**DIRECTIONS:** Word for word, return every record.
++++++++
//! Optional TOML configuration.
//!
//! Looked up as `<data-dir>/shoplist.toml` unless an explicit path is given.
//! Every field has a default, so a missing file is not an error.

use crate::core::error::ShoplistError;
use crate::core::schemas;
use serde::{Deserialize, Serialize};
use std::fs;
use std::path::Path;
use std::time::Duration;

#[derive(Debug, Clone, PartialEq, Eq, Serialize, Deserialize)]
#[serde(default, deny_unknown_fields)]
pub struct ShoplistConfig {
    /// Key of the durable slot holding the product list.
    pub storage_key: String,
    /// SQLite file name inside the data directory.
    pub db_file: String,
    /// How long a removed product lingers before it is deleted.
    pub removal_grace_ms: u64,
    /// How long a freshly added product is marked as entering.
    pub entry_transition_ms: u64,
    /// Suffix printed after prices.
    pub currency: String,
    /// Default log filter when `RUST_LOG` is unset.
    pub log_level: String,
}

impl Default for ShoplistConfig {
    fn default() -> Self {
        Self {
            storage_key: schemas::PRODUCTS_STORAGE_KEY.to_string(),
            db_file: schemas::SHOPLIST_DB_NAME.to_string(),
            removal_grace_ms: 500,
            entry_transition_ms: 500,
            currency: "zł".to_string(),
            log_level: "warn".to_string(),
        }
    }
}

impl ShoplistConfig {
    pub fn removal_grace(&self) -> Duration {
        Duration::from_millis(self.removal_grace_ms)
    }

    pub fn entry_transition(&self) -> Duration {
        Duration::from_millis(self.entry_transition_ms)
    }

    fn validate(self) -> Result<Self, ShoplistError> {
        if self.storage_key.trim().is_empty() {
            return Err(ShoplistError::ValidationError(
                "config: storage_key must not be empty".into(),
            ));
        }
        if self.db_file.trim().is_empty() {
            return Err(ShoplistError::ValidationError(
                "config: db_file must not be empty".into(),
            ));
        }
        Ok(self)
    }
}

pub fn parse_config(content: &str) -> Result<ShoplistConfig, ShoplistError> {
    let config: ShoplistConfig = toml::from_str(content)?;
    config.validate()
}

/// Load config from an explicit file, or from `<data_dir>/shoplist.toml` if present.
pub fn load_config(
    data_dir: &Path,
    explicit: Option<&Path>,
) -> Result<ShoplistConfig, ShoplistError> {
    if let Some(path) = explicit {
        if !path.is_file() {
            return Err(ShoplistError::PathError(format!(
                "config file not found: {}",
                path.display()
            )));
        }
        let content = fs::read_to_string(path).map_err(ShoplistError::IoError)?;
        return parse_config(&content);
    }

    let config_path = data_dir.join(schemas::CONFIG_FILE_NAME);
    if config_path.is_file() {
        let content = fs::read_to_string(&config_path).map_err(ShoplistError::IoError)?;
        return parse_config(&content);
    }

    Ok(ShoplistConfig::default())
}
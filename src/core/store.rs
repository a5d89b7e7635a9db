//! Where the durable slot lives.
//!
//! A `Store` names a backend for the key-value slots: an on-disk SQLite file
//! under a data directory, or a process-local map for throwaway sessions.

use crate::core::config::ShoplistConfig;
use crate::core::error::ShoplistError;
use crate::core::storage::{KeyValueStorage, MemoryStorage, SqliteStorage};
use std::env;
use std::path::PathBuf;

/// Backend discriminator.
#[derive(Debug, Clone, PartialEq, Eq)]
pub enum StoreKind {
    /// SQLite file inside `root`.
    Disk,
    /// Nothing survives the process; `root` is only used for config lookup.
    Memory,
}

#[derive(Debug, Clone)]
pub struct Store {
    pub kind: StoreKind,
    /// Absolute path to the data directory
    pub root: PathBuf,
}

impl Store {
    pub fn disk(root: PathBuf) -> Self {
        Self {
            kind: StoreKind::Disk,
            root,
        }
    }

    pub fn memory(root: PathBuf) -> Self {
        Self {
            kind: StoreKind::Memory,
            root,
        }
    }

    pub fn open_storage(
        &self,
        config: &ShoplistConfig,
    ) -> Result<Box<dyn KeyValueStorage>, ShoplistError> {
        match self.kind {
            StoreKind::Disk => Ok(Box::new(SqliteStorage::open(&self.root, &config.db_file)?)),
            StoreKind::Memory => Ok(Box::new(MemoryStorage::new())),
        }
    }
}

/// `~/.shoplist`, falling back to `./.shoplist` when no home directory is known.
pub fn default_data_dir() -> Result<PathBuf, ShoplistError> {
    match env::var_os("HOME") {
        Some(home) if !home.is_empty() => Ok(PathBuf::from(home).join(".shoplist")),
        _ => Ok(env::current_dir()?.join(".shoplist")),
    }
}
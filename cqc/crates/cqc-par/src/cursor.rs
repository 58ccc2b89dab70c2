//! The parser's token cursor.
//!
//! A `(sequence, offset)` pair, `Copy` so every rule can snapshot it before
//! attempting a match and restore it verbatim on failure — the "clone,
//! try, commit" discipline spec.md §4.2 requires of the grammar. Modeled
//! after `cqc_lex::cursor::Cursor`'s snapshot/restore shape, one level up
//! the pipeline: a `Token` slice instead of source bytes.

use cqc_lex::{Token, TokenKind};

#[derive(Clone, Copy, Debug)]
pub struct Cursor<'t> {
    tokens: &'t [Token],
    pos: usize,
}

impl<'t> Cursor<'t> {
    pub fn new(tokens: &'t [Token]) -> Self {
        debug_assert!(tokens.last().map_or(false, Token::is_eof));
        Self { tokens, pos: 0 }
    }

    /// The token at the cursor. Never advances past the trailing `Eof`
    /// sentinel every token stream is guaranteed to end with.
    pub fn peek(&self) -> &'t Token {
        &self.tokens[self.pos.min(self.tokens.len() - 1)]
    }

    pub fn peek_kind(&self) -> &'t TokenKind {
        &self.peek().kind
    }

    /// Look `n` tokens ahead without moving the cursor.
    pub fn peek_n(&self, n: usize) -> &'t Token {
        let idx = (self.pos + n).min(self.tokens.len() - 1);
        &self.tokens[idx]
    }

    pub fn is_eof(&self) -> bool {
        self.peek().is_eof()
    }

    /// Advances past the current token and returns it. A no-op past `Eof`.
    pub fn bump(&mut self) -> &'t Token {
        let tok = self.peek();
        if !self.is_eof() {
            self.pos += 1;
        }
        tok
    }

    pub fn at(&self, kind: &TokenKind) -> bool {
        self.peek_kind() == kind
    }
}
++++++++
**REPLY:**
//! Optional TOML configuration.
//!
//! Looked up as `<data-dir>/shoplist.toml` unless an explicit path is given.
//! Every field has a default, so a missing file is not an error.

use crate::core::error::ShoplistError;
use crate::core::schemas;
use serde::{Deserialize, Serialize};
use std::fs;
use std::path::Path;
use std::time::Duration;

#[derive(Debug, Clone, PartialEq, Eq, Serialize, Deserialize)]
#[serde(default, deny_unknown_fields)]
pub struct ShoplistConfig {
    /// Key of the durable slot holding the product list.
    pub storage_key: String,
    /// SQLite file name inside the data directory.
    pub db_file: String,
    /// How long a removed product lingers before it is deleted.
    pub removal_grace_ms: u64,
    /// How long a freshly added product is marked as entering.
    pub entry_transition_ms: u64,
    /// Suffix printed after prices.
    pub currency: String,
    /// Default log filter when `RUST_LOG` is unset.
    pub log_level: String,
}

impl Default for ShoplistConfig {
    fn default() -> Self {
        Self {
            storage_key: schemas::PRODUCTS_STORAGE_KEY.to_string(),
            db_file: schemas::SHOPLIST_DB_NAME.to_string(),
            removal_grace_ms: 500,
            entry_transition_ms: 500,
            currency: "zł".to_string(),
            log_level: "warn".to_string(),
        }
    }
}

impl ShoplistConfig {
    pub fn removal_grace(&self) -> Duration {
        Duration::from_millis(self.removal_grace_ms)
    }

    pub fn entry_transition(&self) -> Duration {
        Duration::from_millis(self.entry_transition_ms)
    }

    fn validate(self) -> Result<Self, ShoplistError> {
        if self.storage_key.trim().is_empty() {
            return Err(ShoplistError::ValidationError(
                "config: storage_key must not be empty".into(),
            ));
        }
        if self.db_file.trim().is_empty() {
            return Err(ShoplistError::ValidationError(
                "config: db_file must not be empty".into(),
            ));
        }
        Ok(self)
    }
}

pub fn parse_config(content: &str) -> Result<ShoplistConfig, ShoplistError> {
    let config: ShoplistConfig = toml::from_str(content)?;
    config.validate()
}

/// Load config from an explicit file, or from `<data_dir>/shoplist.toml` if present.
pub fn load_config(
    data_dir: &Path,
    explicit: Option<&Path>,
) -> Result<ShoplistConfig, ShoplistError> {
    if let Some(path) = explicit {
        if !path.is_file() {
            return Err(ShoplistError::PathError(format!(
                "config file not found: {}",
                path.display()
            )));
        }
        let content = fs::read_to_string(path).map_err(ShoplistError::IoError)?;
        return parse_config(&content);
    }

    let config_path = data_dir.join(schemas::CONFIG_FILE_NAME);
    if config_path.is_file() {
        let content = fs::read_to_string(&config_path).map_err(ShoplistError::IoError)?;
        return parse_config(&content);
    }

    Ok(ShoplistConfig::default())
}
filename src/core/store.rs
repository a5d89b7e7635a9db
//! Where the durable slot lives.
//!
//! A `Store` names a backend for the key-value slots: an on-disk SQLite file
//! under a data directory, or a process-local map for throwaway sessions.

use crate::core::config::ShoplistConfig;
use crate::core::error::ShoplistError;
use crate::core::storage::{KeyValueStorage, MemoryStorage, SqliteStorage};
use std::env;
use std::path::PathBuf;

/// Backend discriminator.
#[derive(Debug, Clone, PartialEq, Eq)]
pub enum StoreKind {
    /// SQLite file inside `root`.
    Disk,
    /// Nothing survives the process; `root` is only used for config lookup.
    Memory,
}

#[derive(Debug, Clone)]
pub struct Store {
    pub kind: StoreKind,
    /// Absolute path to the data directory
    pub root: PathBuf,
}

impl Store {
    pub fn disk(root: PathBuf) -> Self {
        Self {
            kind: StoreKind::Disk,
            root,
        }
    }

    pub fn memory(root: PathBuf) -> Self {
        Self {
            kind: StoreKind::Memory,
            root,
        }
    }

    pub fn open_storage(
        &self,
        config: &ShoplistConfig,
    ) -> Result<Box<dyn KeyValueStorage>, ShoplistError> {
        match self.kind {
            StoreKind::Disk => Ok(Box::new(SqliteStorage::open(&self.root, &config.db_file)?)),
            StoreKind::Memory => Ok(Box::new(MemoryStorage::new())),
        }
    }
}

/// `~/.shoplist`, falling back to `./.shoplist` when no home directory is known.
pub fn default_data_dir() -> Result<PathBuf, ShoplistError> {
    match env::var_os("HOME") {
        Some(home) if !home.is_empty() => Ok(PathBuf::from(home).join(".shoplist")),
        _ => Ok(env::current_dir()?.join(".shoplist")),
    }
}
filename cqc/crates/cqc-par/src/cursor.rs
repository 58ccc2b89dab70c2
//! The parser's token cursor.
//!
//! A `(sequence, offset)` pair, `Copy` so every rule can snapshot it before
//! attempting a match and restore it verbatim on failure — the "clone,
//! try, commit" discipline spec.md §4.2 requires of the grammar. Modeled
//! after `cqc_lex::cursor::Cursor`'s snapshot/restore shape, one level up
//! the pipeline: a `Token` slice instead of source bytes.

use cqc_lex::{Token, TokenKind};

#[derive(Clone, Copy, Debug)]
pub struct Cursor<'t> {
    tokens: &'t [Token],
    pos: usize,
}

impl<'t> Cursor<'t> {
    pub fn new(tokens: &'t [Token]) -> Self {
        debug_assert!(tokens.last().map_or(false, Token::is_eof));
        Self { tokens, pos: 0 }
    }

    /// The token at the cursor. Never advances past the trailing `Eof`
    /// sentinel every token stream is guaranteed to end with.
    pub fn peek(&self) -> &'t Token {
        &self.tokens[self.pos.min(self.tokens.len() - 1)]
    }

    pub fn peek_kind(&self) -> &'t TokenKind {
        &self.peek().kind
    }

    /// Look `n` tokens ahead without moving the cursor.
    pub fn peek_n(&self, n: usize) -> &'t Token {
        let idx = (self.pos + n).min(self.tokens.len() - 1);
        &self.tokens[idx]
    }

    pub fn is_eof(&self) -> bool {
        self.peek().is_eof()
    }

    /// Advances past the current token and returns it. A no-op past `Eof`.
    pub fn bump(&mut self) -> &'t Token {
        let tok = self.peek();
        if !self.is_eof() {
            self.pos += 1;
        }
        tok
    }

    pub fn at(&self, kind: &TokenKind) -> bool {
        self.peek_kind() == kind
    }
}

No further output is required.